◆ **WHAT YOU SHOULD DO**:
Working from the entries below, count every line that includes the word "leftovers". Return the figure alone.

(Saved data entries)
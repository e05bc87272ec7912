use i_overlay::core::fill_rule::FillRule;
use i_overlay::core::overlay_rule::OverlayRule;
use i_overlay::float::single::SingleFloatOverlay;

use super::polygon_2d::{rotate_to_canonical_start, signed_area_2d};
use super::{triangulate, Point3};

/// Result of intersecting two coplanar polygons in a shared face frame.
///
/// `polygon_1`/`polygon_2` hold the (shared) largest intersection region; the
/// per-side lists hold every leftover region of the corresponding input, so
/// that `polygon_n` plus `new_polygons_n` exactly covers input `n`.
#[derive(Debug, Clone)]
pub struct IntersectionResult {
    polygon_1: Vec<Point3>,
    polygon_2: Vec<Point3>,
    new_polygons_1: Vec<Vec<Point3>>,
    new_polygons_2: Vec<Vec<Point3>>,
}

impl IntersectionResult {
    /// The intersection region, as seen by the first input.
    #[must_use]
    pub fn polygon_1(&self) -> &[Point3] {
        &self.polygon_1
    }

    /// The intersection region, as seen by the second input.
    #[must_use]
    pub fn polygon_2(&self) -> &[Point3] {
        &self.polygon_2
    }

    /// Leftover regions of the first input (input minus intersection).
    #[must_use]
    pub fn new_polygons_1(&self) -> &[Vec<Point3>] {
        &self.new_polygons_1
    }

    /// Leftover regions of the second input.
    #[must_use]
    pub fn new_polygons_2(&self) -> &[Vec<Point3>] {
        &self.new_polygons_2
    }

    /// Total area covered on the first input's side.
    #[must_use]
    pub fn area_1(&self) -> f64 {
        signed_area_2d(&self.polygon_1).abs()
            + self
                .new_polygons_1
                .iter()
                .map(|p| signed_area_2d(p).abs())
                .sum::<f64>()
    }

    /// Total area covered on the second input's side.
    #[must_use]
    pub fn area_2(&self) -> f64 {
        signed_area_2d(&self.polygon_2).abs()
            + self
                .new_polygons_2
                .iter()
                .map(|p| signed_area_2d(p).abs())
                .sum::<f64>()
    }
}

type Path = Vec<[f64; 2]>;
type Shape = Vec<Path>;

fn to_path(points: &[Point3]) -> Path {
    points.iter().map(|p| [p.x, p.y]).collect()
}

fn path_to_points(path: &[[f64; 2]]) -> Vec<Point3> {
    path.iter().map(|p| Point3::new(p[0], p[1], 0.0)).collect()
}

fn path_area(path: &[[f64; 2]]) -> f64 {
    let n = path.len();
    if n < 3 {
        return 0.0;
    }
    let mut sum = 0.0;
    for i in 0..n {
        let j = (i + 1) % n;
        sum += path[i][0] * path[j][1] - path[j][0] * path[i][1];
    }
    (sum * 0.5).abs()
}

/// Net area of a shape: outer contour minus holes.
fn shape_area(shape: &Shape) -> f64 {
    let Some(outer) = shape.first() else {
        return 0.0;
    };
    let holes: f64 = shape[1..].iter().map(|c| path_area(c)).sum();
    path_area(outer) - holes
}

/// Normalizes an output contour to the clockwise convention the callers use,
/// starting at a canonical vertex.
fn to_clockwise_points(path: &[[f64; 2]]) -> Vec<Point3> {
    let mut points = path_to_points(path);
    if signed_area_2d(&points) > 0.0 {
        points.reverse();
    }
    rotate_to_canonical_start(&points)
}

/// Converts a clip-result shape into hole-free polygons.
///
/// A shape without holes maps to its outer contour. Holes cannot be expressed
/// by the surface model, so holed shapes fall back to triangulation.
fn shape_to_polygons(shape: &Shape, min_area: f64) -> Vec<Vec<Point3>> {
    let Some(outer) = shape.first() else {
        return Vec::new();
    };
    if shape.len() == 1 {
        if path_area(outer) < min_area {
            return Vec::new();
        }
        return vec![to_clockwise_points(outer)];
    }

    let outer_points = path_to_points(outer);
    let holes: Vec<Vec<Point3>> = shape[1..].iter().map(|c| path_to_points(c)).collect();
    match triangulate::triangulate(&outer_points, &holes) {
        Ok(triangles) => triangles
            .iter()
            .map(|t| to_clockwise_points(&to_path(t)))
            .filter(|p| signed_area_2d(p).abs() >= min_area)
            .collect(),
        Err(e) => {
            log::error!("failed to partition holed clip result: {e}");
            Vec::new()
        }
    }
}

/// Computes the Boolean intersection of two coplanar polygons, both expressed
/// in the same face frame with clockwise winding.
///
/// Returns `None` when the polygons do not overlap within tolerance, or when
/// the largest overlap region is degenerate. Leftover regions smaller than
/// `tol`² are discarded.
#[must_use]
pub fn intersect(
    polygon_1: &[Point3],
    polygon_2: &[Point3],
    tol: f64,
) -> Option<IntersectionResult> {
    if polygon_1.len() < 3 || polygon_2.len() < 3 {
        return None;
    }
    let min_area = tol * tol;

    let subject: Vec<Path> = vec![to_path(polygon_1)];
    let clip: Vec<Path> = vec![to_path(polygon_2)];

    let mut overlap = subject.overlay(&clip, OverlayRule::Intersect, FillRule::EvenOdd);
    if overlap.is_empty() {
        return None;
    }

    if overlap.len() > 1 {
        log::info!("intersection has {} separate regions", overlap.len());
        overlap.sort_by(|a, b| {
            shape_area(b)
                .partial_cmp(&shape_area(a))
                .unwrap_or(std::cmp::Ordering::Equal)
        });
    }

    // the largest region becomes the shared intersection polygon
    let largest = &overlap[0];
    if largest.len() > 1 {
        log::error!("largest intersection region has inner loops");
        return None;
    }
    if shape_area(largest) < min_area {
        log::info!(
            "largest intersection region has very small area of {} m^2",
            shape_area(largest)
        );
        return None;
    }
    let intersection = to_clockwise_points(&largest[0]);

    let mut new_polygons_1 = Vec::new();
    let mut new_polygons_2 = Vec::new();

    // extra disjoint overlap regions belong to the leftovers of both sides
    for shape in &overlap[1..] {
        for polygon in shape_to_polygons(shape, min_area) {
            new_polygons_1.push(polygon.clone());
            new_polygons_2.push(polygon);
        }
    }

    // each input's remainder outside the other polygon
    for shape in &subject.overlay(&clip, OverlayRule::Difference, FillRule::EvenOdd) {
        new_polygons_1.extend(shape_to_polygons(shape, min_area));
    }
    for shape in &clip.overlay(&subject, OverlayRule::Difference, FillRule::EvenOdd) {
        new_polygons_2.extend(shape_to_polygons(shape, min_area));
    }

    Some(IntersectionResult {
        polygon_1: intersection.clone(),
        polygon_2: intersection,
        new_polygons_1,
        new_polygons_2,
    })
}

/// Every hole-free region of the Boolean intersection of two polygons.
///
/// Unlike [`intersect`], no region is singled out and no leftovers are
/// computed; the splitting engine uses this to carve mask pieces out of a
/// parent polygon.
#[must_use]
pub fn intersection_regions(
    polygon_1: &[Point3],
    polygon_2: &[Point3],
    tol: f64,
) -> Vec<Vec<Point3>> {
    if polygon_1.len() < 3 || polygon_2.len() < 3 {
        return Vec::new();
    }
    let min_area = tol * tol;

    let subject: Vec<Path> = vec![to_path(polygon_1)];
    let clip: Vec<Path> = vec![to_path(polygon_2)];
    let overlap = subject.overlay(&clip, OverlayRule::Intersect, FillRule::EvenOdd);

    let mut result = Vec::new();
    for shape in &overlap {
        result.extend(shape_to_polygons(shape, min_area));
    }
    result
}

/// Unions two polygons into one, if they overlap (or touch) and the union is a
/// single hole-free region of meaningful area.
#[must_use]
pub fn join(polygon_1: &[Point3], polygon_2: &[Point3], tol: f64) -> Option<Vec<Point3>> {
    if polygon_1.len() < 3 || polygon_2.len() < 3 {
        return None;
    }

    let subject: Vec<Path> = vec![to_path(polygon_1)];
    let clip: Vec<Path> = vec![to_path(polygon_2)];
    let union = subject.overlay(&clip, OverlayRule::Union, FillRule::EvenOdd);

    // a union that did not merge, or merged into a ring, is not usable
    if union.len() != 1 {
        return None;
    }
    let shape = &union[0];
    if shape.len() > 1 {
        log::error!("union has inner loops");
        return None;
    }
    if shape_area(shape) < tol * tol {
        log::info!("union has very small area of {} m^2", shape_area(shape));
        return None;
    }

    Some(to_clockwise_points(&shape[0]))
}

/// Unions an arbitrary collection of polygons, merging every connected group
/// of overlapping polygons into one.
///
/// Polygons that overlap nothing are returned unchanged. This is the
/// mask-merging primitive of the splitting engine.
#[must_use]
pub fn join_all(polygons: &[Vec<Point3>], tol: f64) -> Vec<Vec<Point3>> {
    let n = polygons.len();
    if n <= 1 {
        return polygons.to_vec();
    }

    // adjacency by pairwise joinability, then merge connected components
    let mut adjacent = vec![vec![false; n]; n];
    for i in 0..n {
        adjacent[i][i] = true;
        for j in i + 1..n {
            if join(&polygons[i], &polygons[j], tol).is_some() {
                adjacent[i][j] = true;
                adjacent[j][i] = true;
            }
        }
    }

    let mut result = Vec::new();
    let mut visited = vec![false; n];
    for start in 0..n {
        if visited[start] {
            continue;
        }
        let mut component = Vec::new();
        let mut stack = vec![start];
        visited[start] = true;
        while let Some(i) = stack.pop() {
            component.push(i);
            for j in 0..n {
                if adjacent[i][j] && !visited[j] {
                    visited[j] = true;
                    stack.push(j);
                }
            }
        }
        component.sort_unstable();

        let mut merged = polygons[component[0]].clone();
        for &i in &component[1..] {
            match join(&merged, &polygons[i], tol) {
                Some(joined) => merged = joined,
                None => log::error!("expected polygons to join together"),
            }
        }
        result.push(merged);
    }

    result
}

/// Subtracts hole polygons from a polygon, returning the remaining fragments.
///
/// Fragments smaller than `tol`² are discarded; fragments the clipper reports
/// with inner loops are partitioned by triangulation.
#[must_use]
pub fn subtract(polygon: &[Point3], holes: &[Vec<Point3>], tol: f64) -> Vec<Vec<Point3>> {
    if polygon.len() < 3 {
        return Vec::new();
    }
    let min_area = tol * tol;

    let subject: Vec<Path> = vec![to_path(polygon)];
    let clip: Vec<Path> = holes
        .iter()
        .filter(|h| h.len() >= 3)
        .map(|h| to_path(h))
        .collect();
    if clip.is_empty() {
        return vec![polygon.to_vec()];
    }

    let difference = subject.overlay(&clip, OverlayRule::Difference, FillRule::EvenOdd);

    let mut result = Vec::new();
    for shape in &difference {
        result.extend(shape_to_polygons(shape, min_area));
    }
    result
}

◆ **EXERCISE RESULT**:
2